=== Begin Enclosure ===

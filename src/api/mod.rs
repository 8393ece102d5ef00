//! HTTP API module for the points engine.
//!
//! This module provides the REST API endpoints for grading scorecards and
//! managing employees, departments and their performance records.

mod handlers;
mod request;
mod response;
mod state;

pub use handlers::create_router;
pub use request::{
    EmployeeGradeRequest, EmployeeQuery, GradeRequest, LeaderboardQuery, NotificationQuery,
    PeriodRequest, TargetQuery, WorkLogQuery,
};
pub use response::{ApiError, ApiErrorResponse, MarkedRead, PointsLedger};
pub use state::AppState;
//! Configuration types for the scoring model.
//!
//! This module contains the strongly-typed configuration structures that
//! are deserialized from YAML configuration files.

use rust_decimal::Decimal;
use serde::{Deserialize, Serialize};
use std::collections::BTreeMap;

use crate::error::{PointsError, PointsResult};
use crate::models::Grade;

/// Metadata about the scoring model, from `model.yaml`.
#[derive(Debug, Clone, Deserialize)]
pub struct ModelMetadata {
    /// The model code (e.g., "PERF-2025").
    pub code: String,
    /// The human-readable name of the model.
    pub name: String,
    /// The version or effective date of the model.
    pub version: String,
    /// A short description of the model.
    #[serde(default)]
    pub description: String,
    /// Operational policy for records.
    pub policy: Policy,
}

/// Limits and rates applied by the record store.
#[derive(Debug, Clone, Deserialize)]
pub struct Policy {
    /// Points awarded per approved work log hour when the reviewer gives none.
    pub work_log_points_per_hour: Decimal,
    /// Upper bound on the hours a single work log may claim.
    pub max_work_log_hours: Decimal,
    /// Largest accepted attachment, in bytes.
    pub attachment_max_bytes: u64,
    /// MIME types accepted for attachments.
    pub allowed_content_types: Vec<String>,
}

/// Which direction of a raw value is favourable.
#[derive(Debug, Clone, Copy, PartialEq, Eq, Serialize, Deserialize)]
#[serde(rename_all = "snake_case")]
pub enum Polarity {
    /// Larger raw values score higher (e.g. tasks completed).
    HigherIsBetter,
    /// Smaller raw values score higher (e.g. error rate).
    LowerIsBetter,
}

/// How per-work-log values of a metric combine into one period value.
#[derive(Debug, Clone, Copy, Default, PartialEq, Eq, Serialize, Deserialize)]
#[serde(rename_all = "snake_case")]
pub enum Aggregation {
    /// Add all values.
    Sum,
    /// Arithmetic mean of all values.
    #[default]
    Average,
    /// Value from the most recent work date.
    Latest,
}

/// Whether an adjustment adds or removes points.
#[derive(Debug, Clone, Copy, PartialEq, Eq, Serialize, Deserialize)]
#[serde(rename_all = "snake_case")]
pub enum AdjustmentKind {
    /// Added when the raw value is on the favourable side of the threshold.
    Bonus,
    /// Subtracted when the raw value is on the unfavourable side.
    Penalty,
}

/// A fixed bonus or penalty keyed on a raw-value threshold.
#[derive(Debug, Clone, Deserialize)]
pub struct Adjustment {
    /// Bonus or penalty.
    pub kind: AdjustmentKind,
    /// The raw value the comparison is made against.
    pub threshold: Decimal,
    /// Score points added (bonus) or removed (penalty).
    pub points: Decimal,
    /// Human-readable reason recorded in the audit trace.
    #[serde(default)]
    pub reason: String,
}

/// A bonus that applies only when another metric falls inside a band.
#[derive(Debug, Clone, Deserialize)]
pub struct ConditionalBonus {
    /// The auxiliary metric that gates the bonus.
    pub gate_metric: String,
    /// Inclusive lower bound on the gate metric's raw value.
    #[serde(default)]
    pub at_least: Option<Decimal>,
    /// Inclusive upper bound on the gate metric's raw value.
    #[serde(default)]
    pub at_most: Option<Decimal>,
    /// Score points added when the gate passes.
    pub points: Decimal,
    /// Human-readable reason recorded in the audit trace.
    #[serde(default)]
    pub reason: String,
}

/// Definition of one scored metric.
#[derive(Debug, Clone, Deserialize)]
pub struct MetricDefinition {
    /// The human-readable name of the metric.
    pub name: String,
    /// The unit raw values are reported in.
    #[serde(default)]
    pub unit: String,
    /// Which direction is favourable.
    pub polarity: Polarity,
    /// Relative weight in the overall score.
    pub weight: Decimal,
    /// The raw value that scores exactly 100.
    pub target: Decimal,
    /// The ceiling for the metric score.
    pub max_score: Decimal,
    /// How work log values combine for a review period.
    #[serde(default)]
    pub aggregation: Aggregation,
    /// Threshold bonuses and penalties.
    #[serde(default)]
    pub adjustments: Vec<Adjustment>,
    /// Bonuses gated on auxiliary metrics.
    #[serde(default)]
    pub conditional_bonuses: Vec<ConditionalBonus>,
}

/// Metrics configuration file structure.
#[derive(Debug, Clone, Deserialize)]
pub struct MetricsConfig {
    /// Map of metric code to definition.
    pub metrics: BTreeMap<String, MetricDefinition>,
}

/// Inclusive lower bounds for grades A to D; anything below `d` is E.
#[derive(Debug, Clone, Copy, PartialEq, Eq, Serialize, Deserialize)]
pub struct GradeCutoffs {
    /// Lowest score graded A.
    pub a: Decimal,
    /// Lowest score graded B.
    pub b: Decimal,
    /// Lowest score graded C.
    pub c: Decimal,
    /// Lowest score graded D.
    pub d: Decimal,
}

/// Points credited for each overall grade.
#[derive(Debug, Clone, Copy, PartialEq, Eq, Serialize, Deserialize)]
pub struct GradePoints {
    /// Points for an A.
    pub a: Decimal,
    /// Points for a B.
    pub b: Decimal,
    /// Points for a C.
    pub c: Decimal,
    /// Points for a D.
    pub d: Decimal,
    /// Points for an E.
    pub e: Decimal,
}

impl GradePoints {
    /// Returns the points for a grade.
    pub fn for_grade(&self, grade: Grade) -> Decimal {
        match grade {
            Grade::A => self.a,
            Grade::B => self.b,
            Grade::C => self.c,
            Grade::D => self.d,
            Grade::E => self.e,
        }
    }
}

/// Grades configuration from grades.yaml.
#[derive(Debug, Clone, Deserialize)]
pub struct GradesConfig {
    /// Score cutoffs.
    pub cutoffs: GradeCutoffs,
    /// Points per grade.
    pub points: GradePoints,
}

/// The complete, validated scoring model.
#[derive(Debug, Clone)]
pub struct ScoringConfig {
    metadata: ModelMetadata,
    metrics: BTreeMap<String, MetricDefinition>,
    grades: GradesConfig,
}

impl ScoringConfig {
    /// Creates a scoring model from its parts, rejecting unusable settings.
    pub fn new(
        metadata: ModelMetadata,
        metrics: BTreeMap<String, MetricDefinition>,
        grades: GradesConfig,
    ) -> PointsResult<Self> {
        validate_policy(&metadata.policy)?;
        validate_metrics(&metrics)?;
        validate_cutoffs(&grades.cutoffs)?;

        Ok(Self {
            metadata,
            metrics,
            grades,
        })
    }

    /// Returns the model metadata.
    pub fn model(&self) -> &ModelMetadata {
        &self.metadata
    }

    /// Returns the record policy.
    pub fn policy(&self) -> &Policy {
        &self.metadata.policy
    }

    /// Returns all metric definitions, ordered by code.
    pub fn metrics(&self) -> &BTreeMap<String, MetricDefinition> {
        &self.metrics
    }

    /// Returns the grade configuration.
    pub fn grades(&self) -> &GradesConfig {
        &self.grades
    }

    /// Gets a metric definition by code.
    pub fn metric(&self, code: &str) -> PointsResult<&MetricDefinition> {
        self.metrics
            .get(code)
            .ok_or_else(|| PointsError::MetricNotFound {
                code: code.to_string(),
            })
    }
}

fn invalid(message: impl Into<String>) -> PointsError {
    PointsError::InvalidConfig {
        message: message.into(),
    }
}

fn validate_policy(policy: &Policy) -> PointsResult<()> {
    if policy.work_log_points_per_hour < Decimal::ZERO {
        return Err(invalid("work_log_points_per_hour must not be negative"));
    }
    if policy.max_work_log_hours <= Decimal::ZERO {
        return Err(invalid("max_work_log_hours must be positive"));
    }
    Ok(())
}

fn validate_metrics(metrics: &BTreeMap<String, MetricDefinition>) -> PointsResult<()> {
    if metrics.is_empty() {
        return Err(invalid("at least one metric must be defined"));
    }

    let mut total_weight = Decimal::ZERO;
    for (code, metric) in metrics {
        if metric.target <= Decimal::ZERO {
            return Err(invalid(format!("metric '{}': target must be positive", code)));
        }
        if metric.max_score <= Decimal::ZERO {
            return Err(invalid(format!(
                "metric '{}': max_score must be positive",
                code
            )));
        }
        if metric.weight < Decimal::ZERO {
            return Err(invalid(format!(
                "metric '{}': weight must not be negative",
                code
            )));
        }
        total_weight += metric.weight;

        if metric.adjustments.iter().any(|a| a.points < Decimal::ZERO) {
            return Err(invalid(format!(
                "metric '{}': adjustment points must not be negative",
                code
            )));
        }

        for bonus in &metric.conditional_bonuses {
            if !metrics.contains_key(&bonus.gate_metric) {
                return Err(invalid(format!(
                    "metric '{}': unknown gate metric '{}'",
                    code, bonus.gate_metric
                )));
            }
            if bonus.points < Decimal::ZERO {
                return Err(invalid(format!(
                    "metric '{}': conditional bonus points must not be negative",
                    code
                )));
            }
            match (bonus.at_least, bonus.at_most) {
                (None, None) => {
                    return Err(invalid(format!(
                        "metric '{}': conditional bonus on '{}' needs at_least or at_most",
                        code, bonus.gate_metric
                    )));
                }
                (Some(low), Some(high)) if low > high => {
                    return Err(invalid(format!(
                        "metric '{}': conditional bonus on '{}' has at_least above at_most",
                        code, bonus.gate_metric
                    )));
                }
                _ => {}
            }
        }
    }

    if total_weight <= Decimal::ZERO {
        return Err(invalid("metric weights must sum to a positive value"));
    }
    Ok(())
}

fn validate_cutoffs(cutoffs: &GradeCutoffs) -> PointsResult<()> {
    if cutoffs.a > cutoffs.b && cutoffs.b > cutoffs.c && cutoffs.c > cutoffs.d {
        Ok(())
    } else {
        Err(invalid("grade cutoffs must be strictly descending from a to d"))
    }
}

=== End Enclosure ===

◆ What this task involves: Above are the records; from them, give again exactly the lines from the one containing "name of the model." to the one containing "pub struct Policy", both lines included, and nothing more.

◆ Response to the exercise:
    /// The human-readable name of the model.
    pub name: String,
    /// The version or effective date of the model.
    pub version: String,
    /// A short description of the model.
    #[serde(default)]
    pub description: String,
    /// Operational policy for records.
    pub policy: Policy,
}

/// Limits and rates applied by the record store.
#[derive(Debug, Clone, Deserialize)]
pub struct Policy {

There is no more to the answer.